The punishments possibly facing the Traveling Butts gay couple

After their stunt, Thai police arrested the men and took them into custody. Both men confessed and were initially fined 5,000 Bhat ($153), the maximum fine allowed for the crime.

However, San Diego Gay and Lesbian News has reported that their legal situation has worsened as the Thai government wants to add serious religious insult charges and prosecution of a computer crime law prohibiting online pornography.

The Bangkok Post reports:

The offense under the computer crime act is liable to a jail term of up to five years and/or a fine of up to 100,000 Baht ($3,067). The wrongdoing under the criminal law concerning religious insults may result in a jail term of 1-7 years and/or a fine of 20,000-40,000 Baht ($613 to $1,226).

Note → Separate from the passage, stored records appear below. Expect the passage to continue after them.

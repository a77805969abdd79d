//! CIDR reasoning over values and topology snapshots.
//!
//! This module contains the planner's algorithms:
//! - [`overlap`] - Overlap classification and conflict detection
//! - [`free_blocks`] - Finding free blocks inside a scope
//! - [`planning`] - Conflict checks and IP plans against a topology
//! - [`ip_lookup`] - Address details, CIDR facts and utilization
//! - [`rule_match`] - Best-effort rule expression simulation
//! - [`security`] - Firewall exposure and unused address findings

mod free_blocks;
mod ip_lookup;
mod overlap;
mod planning;
mod rule_match;
mod security;

// Re-export public functions
pub use free_blocks::{find_free_blocks, find_free_blocks_capped};
pub use ip_lookup::{
    calculate_ip_utilization, cidr_info, find_suffix_ips, ip_details, CidrInfo, IpDetails,
    SuffixIp, Utilization,
};
pub use overlap::{
    classify_ranges, detect_conflicts, log_conflicts, overlap, ConflictRecord, OverlapKind,
};
pub use planning::{
    check_cidr, find_all_conflicts, plan_ip, suggest_available_cidrs, CidrCheckRequest,
    CidrCheckResponse, ConflictScope, IpPlanRequest, IpPlanResponse,
};
pub use rule_match::{extract_ip_literals, matches_input, matching_firewall_rules, simulate_policy};
pub use security::{
    analyze_firewalls, analyze_public_ips, analyze_security, Category, SecurityIssue,
    SecurityReport, SecuritySummary, Severity, RISKY_PORTS,
};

The Dasilvas were both detained at the Immigration Bureau in Bangkok and police are reportedly expanding their investigation to see whether the two men behind the traveling_butts Instagram account bared their buns at other religious sites. The courts could place the men in jail for 12 additional days while the police and courts investigate more serious charges.


The Traveling Butts may face a dire situation in court

San Diego City Commissioner Nicole Murray-Ramirez has reportedly been talking to U.S. and Thai officials to ensure that the men are treated well and to “see what awaits the men in court.”

An activist reportedly informed Murray-Ramirez that the men will face a three judge panel rather than a jury. They can hire an attorney but they may not get an court-appointed attorney. Also, Thai courts don’t often accept plea bargains which would allow the men to plead guilty to lesser charges for lighter sentences. They may not have much room for negotiation anyway as their offense has become an international incident reported widely in the press and enraging a great number of Buddhists throughout Asia.

Furthermore, the courts are typically lenient on offenders who show remorse, but that initial photos showed the men smiling and laughing after their arrest.

Murray-Ramirez says that he doesn’t see the Dasilvas case as a human rights issue but is still trying to interceded to assist the men as much as possible.